Mice myocardia, in which plasma erythropoietin (EPO) concentrations were modified in response to different experimental conditions, were studied to evaluate contractility (dF/dt). CF1 mice were randomly separated into four main groups: group I, normocythaemic normoxic; group II-a, normocythaemic intermittently exposed to hypobaria for 72 h; group II-b, normocythaemic intermittently exposed to hypobaria for 3 weeks; group III, hypertransfused polycythaemic exposed to 72 h hypobaria; and group IV, hypertransfused polycythaemic maintained in normobaric air. Plasma EPO, contractile studies and binding assays were performed. The dF/dt was significantly higher in group II-a than in group I and group II-b; but in groups III and IV, the dF/dt was reduced. The toxic action of ouabain was reduced and delayed in its onset, accompanied by increased numbers of 3H-ouabain binding sites in group II-a.
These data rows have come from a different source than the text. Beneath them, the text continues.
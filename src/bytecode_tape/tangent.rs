use crate::dual::Dual;
use crate::error::{Error, Result};
use crate::float::Float;
use crate::opcode::{self, OpCode, UNUSED};
use crate::scalar::Real;

impl<F: Float> super::BytecodeTape<F> {
    // ── Forward-over-reverse (second-order) ──

    /// Forward sweep with tangent-carrying numbers. Reads opcodes and constants
    /// from `self`, writing results into `buf`. Does not mutate the tape.
    ///
    /// `inputs` must have length [`num_inputs`](Self::num_inputs).
    pub fn forward_tangent<T: Real<Float = F>>(&self, inputs: &[T], buf: &mut Vec<T>) {
        debug_assert_eq!(inputs.len(), self.num_inputs as usize);

        let n = self.num_variables as usize;
        buf.clear();
        buf.resize(n, T::lit(0.0));

        for i in 0..self.opcodes.len() {
            buf[i] = match self.opcodes[i] {
                OpCode::Input => inputs[i],
                OpCode::Const => T::from_f(self.values[i]),
                op => {
                    let [a_idx, b_idx] = self.arg_indices[i];
                    let a = buf[a_idx as usize];
                    let b = if b_idx != UNUSED {
                        buf[b_idx as usize]
                    } else {
                        T::lit(0.0)
                    };
                    opcode::eval_forward(op, a, b)
                }
            };
        }
    }

    /// Reverse sweep with tangent-carrying adjoints, seeded at entry `seed`.
    ///
    /// Uses values from [`forward_tangent`](Self::forward_tangent). Uses
    /// [`IsAllZero`](crate::float::IsAllZero) to skip zero adjoints without
    /// dropping tangent contributions.
    pub(super) fn reverse_tangent<T: Real<Float = F>>(
        &self,
        tangent_vals: &[T],
        seed: u32,
        buf: &mut Vec<T>,
    ) {
        let n = self.num_variables as usize;
        buf.clear();
        buf.resize(n, T::lit(0.0));
        buf[seed as usize] = T::lit(1.0);

        for i in (0..self.opcodes.len()).rev() {
            match self.opcodes[i] {
                OpCode::Input | OpCode::Const => continue,
                op => {
                    let adj = buf[i];
                    if adj.is_all_zero() {
                        continue;
                    }
                    buf[i] = T::lit(0.0);

                    let [a_idx, b_idx] = self.arg_indices[i];
                    let a = tangent_vals[a_idx as usize];
                    let b = if b_idx != UNUSED {
                        tangent_vals[b_idx as usize]
                    } else {
                        T::lit(0.0)
                    };
                    let r = tangent_vals[i];
                    let (da, db) = opcode::reverse_partials(op, a, b, r);

                    buf[a_idx as usize] = buf[a_idx as usize] + da * adj;
                    if b_idx != UNUSED {
                        buf[b_idx as usize] = buf[b_idx as usize] + db * adj;
                    }
                }
            }
        }
    }

    /// One forward-over-reverse pass in direction `v`; leaves the input
    /// adjoints in `adjoint_buf[..num_inputs]`.
    pub(super) fn hvp_with_bufs(
        &self,
        x: &[F],
        v: &[F],
        seed: u32,
        dual_input_buf: &mut Vec<Dual<F>>,
        dual_vals_buf: &mut Vec<Dual<F>>,
        adjoint_buf: &mut Vec<Dual<F>>,
    ) {
        dual_input_buf.clear();
        dual_input_buf.extend(x.iter().zip(v).map(|(&xi, &vi)| Dual::new(xi, vi)));

        self.forward_tangent(dual_input_buf, dual_vals_buf);
        self.reverse_tangent(dual_vals_buf, seed, adjoint_buf);
    }

    /// Validate inputs and the primal sweep ahead of a second-order query.
    pub(super) fn prepare_second_order(&self, x: &[F], output: usize) -> Result<u32> {
        let seed = self.output_entry(output)?;
        if self.check_for_nan {
            let mut values = Vec::new();
            self.forward_into(x, &mut values)?;
        } else {
            self.check_inputs(x)?;
        }
        Ok(seed)
    }

    /// Hessian-vector product of output `output` via forward-over-reverse.
    ///
    /// Returns `(gradient, H·v)`, both of length
    /// [`num_inputs`](Self::num_inputs). The tape is not mutated.
    pub fn hvp(&self, x: &[F], v: &[F], output: usize) -> Result<(Vec<F>, Vec<F>)> {
        let seed = self.prepare_second_order(x, output)?;
        let n = self.num_inputs as usize;
        if v.len() != n {
            return Err(Error::DimensionMismatch {
                what: "hvp direction",
                expected: n,
                found: v.len(),
            });
        }

        let mut dual_inputs = Vec::with_capacity(n);
        let mut dual_vals = Vec::new();
        let mut adjoints = Vec::new();
        self.hvp_with_bufs(x, v, seed, &mut dual_inputs, &mut dual_vals, &mut adjoints);

        let gradient = adjoints[..n].iter().map(|d| d.re).collect();
        let hvp = adjoints[..n].iter().map(|d| d.eps).collect();
        Ok((gradient, hvp))
    }

    /// Full Hessian of output `output` via `n` Hessian-vector products.
    ///
    /// Returns `hessian[i][j] = ∂²out/∂x_i∂x_j`. The tape is not mutated.
    pub fn hessian(&self, x: &[F], output: usize) -> Result<Vec<Vec<F>>> {
        let seed = self.prepare_second_order(x, output)?;
        let n = self.num_inputs as usize;

        let mut dual_input_buf: Vec<Dual<F>> = Vec::with_capacity(n);
        let mut dual_vals_buf = Vec::new();
        let mut adjoint_buf = Vec::new();
        let mut direction = vec![F::zero(); n];
        let mut hessian = vec![vec![F::zero(); n]; n];

        for j in 0..n {
            direction[j] = F::one();
            self.hvp_with_bufs(
                x,
                &direction,
                seed,
                &mut dual_input_buf,
                &mut dual_vals_buf,
                &mut adjoint_buf,
            );
            direction[j] = F::zero();

            for (row, adj) in hessian.iter_mut().zip(&adjoint_buf[..n]) {
                row[j] = adj.eps;
            }
        }

        Ok(hessian)
    }
}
Contractility was positively correlated with plasma EPO (pEPO) in the different groups. Treating group I with recombinant human (rHu)-EPO enhanced contractility while treating group II-a with a monoclonal anti-EPO decreased the dF/dt. The inhibition of enzymatic pathway(s) known to participate in the cytokines signal transduction, decreased the basal dF/dt values on atria from group II-a and on group I atria treated with rHu-EPO. The results demonstrated: (1) a cardiac non-haematopoietic effect of EPO; (2) that mice in which the pEPO concentration increased showed improvement in contractility and in the therapeutic action of ouabain; and (3) it is possible that EPO may act as a cardioprotective agent by modulating the cardiac Na+-K+ pump.